Hey MisterShop.com, Stop Using My Photo

Dear Sir/Ms:
On your website, you’re using one of my photos without my permission. The photo you’re hosting is a cropped version of this photo, which features my lovely wife and I at a wedding. It was originally referenced on this page on my site back in August, 2004. Please remove this photo from your site immediately.

I note with some irony that you’re selling ‘white linen suits’ on that page, while my suit is clearly, well, linen-coloured. Cheers. DB.

UPDATE: MisterShop.com removed my photo.

14 comments

  1. I hate people who do that. Someone stole one of my blog posts and put it on their site: BestPrintingOnline.com. They even have my name and URL, but no link. I wrote to them, but they never answered. I wrote to their ISP’s legal department, but nothing happened. I would welcome any advice for getting them to take it down.

  2. Man, how did you even find this out? I could understand finding text from your blog somewhere else (it’s happened to me too), but how would you find a photo?

    I remember years back a former coworker who had once been a model found an ad with her face on it. Except that it was for a company she’d never worked for, offering her for modelling services. And not that it matters, but the photo was old at the time and she didn’t look that way anymore.

  3. Hey Darren, the real irony here is that they picked you as the model and not Julie. Shows they have bad taste and therefore you should never buy clothes from them 😉

  4. gillian,

    if you do a search for ‘linen suit’ on Google you’ll know why.

    I’m surprised Darren doesn’t have a linen suit category on the blog. 😛

  5. Yeah, some kindly, copyright-sensitive linen suit shopper emailed me to let me know. Otherwise I’d be totally ignorant.

  6. I’ve seen this type of incident mentioned on a couple of other blogs. One of them suggested (working from memory, not from the posting 😦 ) that you immediately PrtScrn the page and note the date and time. Then you send them an email advising them that you own copyright to the photo, that you are invoicing them for $X and that they have 30 days to pay the invoice. Prompt payment, before 30 days, will result in your reducing the amount by two-thirds.

    I suppose that if it’s a US site then it might help if you can make use of a US postal address.)

    My usual advice fee in such matters is 10% of the amount recovered [grin].
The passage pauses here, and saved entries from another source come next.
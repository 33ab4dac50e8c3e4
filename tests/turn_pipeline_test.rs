//! 单轮对话流水线集成测试：用可编排的假后端覆盖各阶段的成功 / 失败组合

use std::sync::atomic::{AtomicBool, AtomicUsize, Ordering};
use std::sync::{Arc, Mutex};

use async_trait::async_trait;
use chrono::Utc;

use memchat::core::{
    ConfigError, Persistence, TurnConfig, TurnOrchestrator, TurnRequest, DEFAULT_USER_ID,
    GENERATION_FAILURE_PREFIX,
};
use memchat::llm::{LlmClient, LlmError};
use memchat::memory::{
    AddReport, CountProbe, MemoryBackend, MemoryError, MemoryRecord, Message, Role,
};
use memchat::run_turn;

/// 固定回复或固定失败的 LLM，记录收到的消息
struct ScriptedLlm {
    reply: Result<String, String>,
    calls: AtomicUsize,
    last_messages: Mutex<Vec<Message>>,
}

impl ScriptedLlm {
    fn replying(text: &str) -> Self {
        Self {
            reply: Ok(text.to_string()),
            calls: AtomicUsize::new(0),
            last_messages: Mutex::new(Vec::new()),
        }
    }

    fn failing(cause: &str) -> Self {
        Self {
            reply: Err(cause.to_string()),
            ..Self::replying("")
        }
    }

    fn system_prompt(&self) -> String {
        self.last_messages
            .lock()
            .unwrap()
            .iter()
            .find(|m| m.role == Role::System)
            .map(|m| m.content.clone())
            .unwrap_or_default()
    }
}

#[async_trait]
impl LlmClient for ScriptedLlm {
    async fn complete(&self, messages: &[Message]) -> Result<String, LlmError> {
        self.calls.fetch_add(1, Ordering::SeqCst);
        *self.last_messages.lock().unwrap() = messages.to_vec();
        self.reply.clone().map_err(LlmError::Api)
    }

    fn model(&self) -> &str {
        "scripted"
    }
}

/// 预置检索结果的记忆后端；各操作可单独切换为失败
#[derive(Default)]
struct ScriptedMemory {
    found: Vec<String>,
    fail_search: bool,
    fail_add: bool,
    fail_count: bool,
    /// add 成功但不增加计数（模拟去重）
    dedup: bool,
    stored: AtomicUsize,
    add_calls: AtomicUsize,
    search_users: Mutex<Vec<String>>,
    add_users: Mutex<Vec<String>>,
    exchange_roles: Mutex<Vec<Role>>,
    flushed: AtomicBool,
}

impl ScriptedMemory {
    fn with_memories(texts: &[&str]) -> Self {
        Self {
            found: texts.iter().map(|t| t.to_string()).collect(),
            ..Self::default()
        }
    }
}

#[async_trait]
impl MemoryBackend for ScriptedMemory {
    async fn search(
        &self,
        _query: &str,
        user_id: &str,
        limit: usize,
    ) -> Result<Vec<MemoryRecord>, MemoryError> {
        self.search_users.lock().unwrap().push(user_id.to_string());
        if self.fail_search {
            return Err(MemoryError::Connection("search unavailable".to_string()));
        }
        Ok(self
            .found
            .iter()
            .take(limit)
            .enumerate()
            .map(|(i, text)| MemoryRecord {
                id: format!("m{i}"),
                text: text.clone(),
                owner: user_id.to_string(),
                score: 0.9 - i as f32 * 0.1,
                created_at: Utc::now(),
            })
            .collect())
    }

    async fn add(&self, exchange: &[Message], user_id: &str) -> Result<AddReport, MemoryError> {
        self.add_calls.fetch_add(1, Ordering::SeqCst);
        self.add_users.lock().unwrap().push(user_id.to_string());
        *self.exchange_roles.lock().unwrap() = exchange.iter().map(|m| m.role).collect();
        if self.fail_add {
            return Err(MemoryError::Storage("disk full".to_string()));
        }
        if self.dedup {
            return Ok(AddReport {
                added: Vec::new(),
                reused: 1,
            });
        }
        self.stored.fetch_add(1, Ordering::SeqCst);
        Ok(AddReport::default())
    }

    async fn count(&self, _user_id: &str, _probe: &CountProbe) -> Result<usize, MemoryError> {
        if self.fail_count {
            return Err(MemoryError::Connection("count unavailable".to_string()));
        }
        Ok(self.stored.load(Ordering::SeqCst))
    }

    async fn flush(&self) -> Result<(), MemoryError> {
        self.flushed.store(true, Ordering::SeqCst);
        Ok(())
    }

    fn name(&self) -> &str {
        "scripted"
    }
}

fn orchestrator(llm: Arc<ScriptedLlm>, memory: Arc<ScriptedMemory>) -> TurnOrchestrator {
    TurnOrchestrator::builder()
        .llm(llm)
        .memory(memory)
        .config(TurnConfig::default())
        .build()
        .unwrap()
}

#[tokio::test]
async fn test_end_to_end_example() {
    let llm = ScriptedLlm::replying("You are Maria, an engineer.");
    let memory = ScriptedMemory::with_memories(&["Name is Maria", "Works as engineer"]);

    let response = run_turn("Who am I?", "u1", &llm, &memory).await;

    assert_eq!(response, "You are Maria, an engineer.");
    assert_eq!(memory.add_calls.load(Ordering::SeqCst), 1);
    assert_eq!(llm.calls.load(Ordering::SeqCst), 1);

    let prompt = llm.system_prompt();
    assert!(prompt.contains("- Name is Maria\n- Works as engineer"));
    assert_eq!(
        *memory.exchange_roles.lock().unwrap(),
        vec![Role::System, Role::User, Role::Assistant]
    );
}

#[tokio::test]
async fn test_always_returns_a_response() {
    for fail_search in [false, true] {
        for fail_llm in [false, true] {
            for fail_add in [false, true] {
                for fail_count in [false, true] {
                    let llm = if fail_llm {
                        ScriptedLlm::failing("down")
                    } else {
                        ScriptedLlm::replying("ok")
                    };
                    let memory = ScriptedMemory {
                        fail_search,
                        fail_add,
                        fail_count,
                        ..ScriptedMemory::with_memories(&["fact"])
                    };
                    let response = run_turn("hello", "u1", &llm, &memory).await;
                    if fail_llm {
                        assert!(response.starts_with(GENERATION_FAILURE_PREFIX));
                    } else {
                        assert_eq!(response, "ok");
                    }
                }
            }
        }
    }
}

#[tokio::test]
async fn test_search_failure_matches_zero_memories() {
    let llm_failed = ScriptedLlm::replying("answer");
    let failing = ScriptedMemory {
        fail_search: true,
        ..ScriptedMemory::with_memories(&["ignored"])
    };
    let degraded = run_turn("hi", "u1", &llm_failed, &failing).await;

    let llm_empty = ScriptedLlm::replying("answer");
    let empty = ScriptedMemory::default();
    let baseline = run_turn("hi", "u1", &llm_empty, &empty).await;

    assert_eq!(degraded, baseline);
    assert_eq!(llm_failed.system_prompt(), llm_empty.system_prompt());
    assert!(llm_failed.system_prompt().contains("(no relevant memories found)"));
    assert_eq!(failing.add_calls.load(Ordering::SeqCst), 1);
}

#[tokio::test]
async fn test_generation_failure_is_marked() {
    let llm = Arc::new(ScriptedLlm::failing("boom"));
    let memory = Arc::new(ScriptedMemory::with_memories(&["fact"]));
    let result = orchestrator(llm, Arc::clone(&memory))
        .handle(TurnRequest::new("hi", "u1"))
        .await;

    assert!(result.response.starts_with(GENERATION_FAILURE_PREFIX));
    assert!(result.response.contains("boom"));
    assert!(result.generation_failed);
    assert!(!result.memory_written);
    assert_eq!(result.persistence, Persistence::Skipped);
    assert_eq!(memory.add_calls.load(Ordering::SeqCst), 0);
}

#[tokio::test]
async fn test_add_failure_is_invisible() {
    let llm = Arc::new(ScriptedLlm::replying("reply"));
    let memory = Arc::new(ScriptedMemory {
        fail_add: true,
        ..ScriptedMemory::default()
    });
    let result = orchestrator(llm, Arc::clone(&memory))
        .handle(TurnRequest::new("hi", "u1"))
        .await;

    assert_eq!(result.response, "reply");
    assert!(!result.memory_written);
    assert_eq!(result.persistence, Persistence::Failed);

    let ok_memory = ScriptedMemory::default();
    let baseline = run_turn("hi", "u1", &ScriptedLlm::replying("reply"), &ok_memory).await;
    assert_eq!(result.response, baseline);
}

#[tokio::test]
async fn test_blank_user_id_uses_default() {
    let llm = ScriptedLlm::replying("r");
    let blank = ScriptedMemory::default();
    let explicit = ScriptedMemory::default();

    let a = run_turn("hi", "", &llm, &blank).await;
    let b = run_turn("hi", DEFAULT_USER_ID, &llm, &explicit).await;

    assert_eq!(a, b);
    assert_eq!(*blank.search_users.lock().unwrap(), vec![DEFAULT_USER_ID.to_string()]);
    assert_eq!(*blank.add_users.lock().unwrap(), vec![DEFAULT_USER_ID.to_string()]);
    assert_eq!(
        *blank.search_users.lock().unwrap(),
        *explicit.search_users.lock().unwrap()
    );
}

#[tokio::test]
async fn test_change_detection() {
    let llm = Arc::new(ScriptedLlm::replying("r"));

    let fresh = Arc::new(ScriptedMemory::default());
    let result = orchestrator(Arc::clone(&llm), fresh)
        .handle(TurnRequest::new("I like tea", "u1"))
        .await;
    assert_eq!(result.persistence, Persistence::Stored);

    let dedup = Arc::new(ScriptedMemory {
        dedup: true,
        ..ScriptedMemory::default()
    });
    let result = orchestrator(Arc::clone(&llm), dedup)
        .handle(TurnRequest::new("I like tea", "u1"))
        .await;
    assert_eq!(result.persistence, Persistence::Reused);
    assert!(result.memory_written);

    // 计数失败时按「已写入」处理
    let no_count = Arc::new(ScriptedMemory {
        dedup: true,
        fail_count: true,
        ..ScriptedMemory::default()
    });
    let result = orchestrator(llm, no_count)
        .handle(TurnRequest::new("I like tea", "u1"))
        .await;
    assert_eq!(result.persistence, Persistence::Stored);
    assert_eq!(result.response, "r");
}

#[tokio::test]
async fn test_new_fact_at_capacity_is_stored() {
    use memchat::memory::{LocalMemory, LocalMemoryConfig};

    let memory = Arc::new(LocalMemory::new(
        LocalMemoryConfig {
            max_entries_per_user: 1,
            snapshot_dir: None,
        },
        None,
    ));
    let orchestrator = TurnOrchestrator::builder()
        .llm(Arc::new(ScriptedLlm::replying("r")))
        .memory(memory.clone())
        .build()
        .unwrap();

    let first = orchestrator.handle(TurnRequest::new("I like tea", "u1")).await;
    assert_eq!(first.persistence, Persistence::Stored);

    // 计数仍为 1（最旧的被淘汰），但新事实已写入
    let second = orchestrator
        .handle(TurnRequest::new("I work at a bank", "u1"))
        .await;
    assert_eq!(second.persistence, Persistence::Stored);

    let stored = memory.search("", "u1", 10).await.unwrap();
    assert_eq!(stored.len(), 1);
    assert_eq!(stored[0].text, "I work at a bank");

    let repeat = orchestrator
        .handle(TurnRequest::new("I work at a bank", "u1"))
        .await;
    assert_eq!(repeat.persistence, Persistence::Reused);
}

#[tokio::test]
async fn test_retrieved_count_and_limit() {
    let llm = Arc::new(ScriptedLlm::replying("r"));
    let memory = Arc::new(ScriptedMemory::with_memories(&["a", "b", "c", "d", "e", "f", "g"]));
    let result = orchestrator(Arc::clone(&llm), memory)
        .handle(TurnRequest::new("q", "u1"))
        .await;
    assert_eq!(result.retrieved, 5);
    assert_eq!(llm.system_prompt().matches("\n- ").count(), 5);
}

#[test]
fn test_builder_reports_missing_backend() {
    let err = TurnOrchestrator::builder()
        .llm(Arc::new(ScriptedLlm::replying("r")))
        .build()
        .err()
        .unwrap();
    assert!(matches!(err, ConfigError::MissingBackend("memory")));
    assert!(err.to_string().contains("memory"));

    let err = TurnOrchestrator::builder()
        .memory(Arc::new(ScriptedMemory::default()))
        .build()
        .err()
        .unwrap();
    assert!(matches!(err, ConfigError::MissingBackend("llm")));
}

#[tokio::test]
async fn test_assistant_shutdown_flushes() {
    use memchat::core::Backends;
    use memchat::Assistant;

    let memory = Arc::new(ScriptedMemory::default());
    let backends = Backends {
        llm: Arc::new(ScriptedLlm::replying("r")),
        memory: memory.clone(),
    };
    let assistant = Assistant::from_backends(&backends, TurnConfig::default());
    assistant.process_message("hello", "u1").await;
    assistant.shutdown().await;
    assert!(memory.flushed.load(Ordering::SeqCst));
}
  7. Darren, when I looked into this for myself, it was recommended that I contact the ISP and pursue a DCMA takedown. I sent off final demand letters this morning.

  8. I’m trying to figure out how did you found the picture on that website.

    I hate people who stole digital art, pictures and other stuff and use them without permission.

    I hope they remove the picture or at least ask you for a quote.

  9. Is the pic on their site now a crop of the old one or did they upload a new one? They’ve changed the image.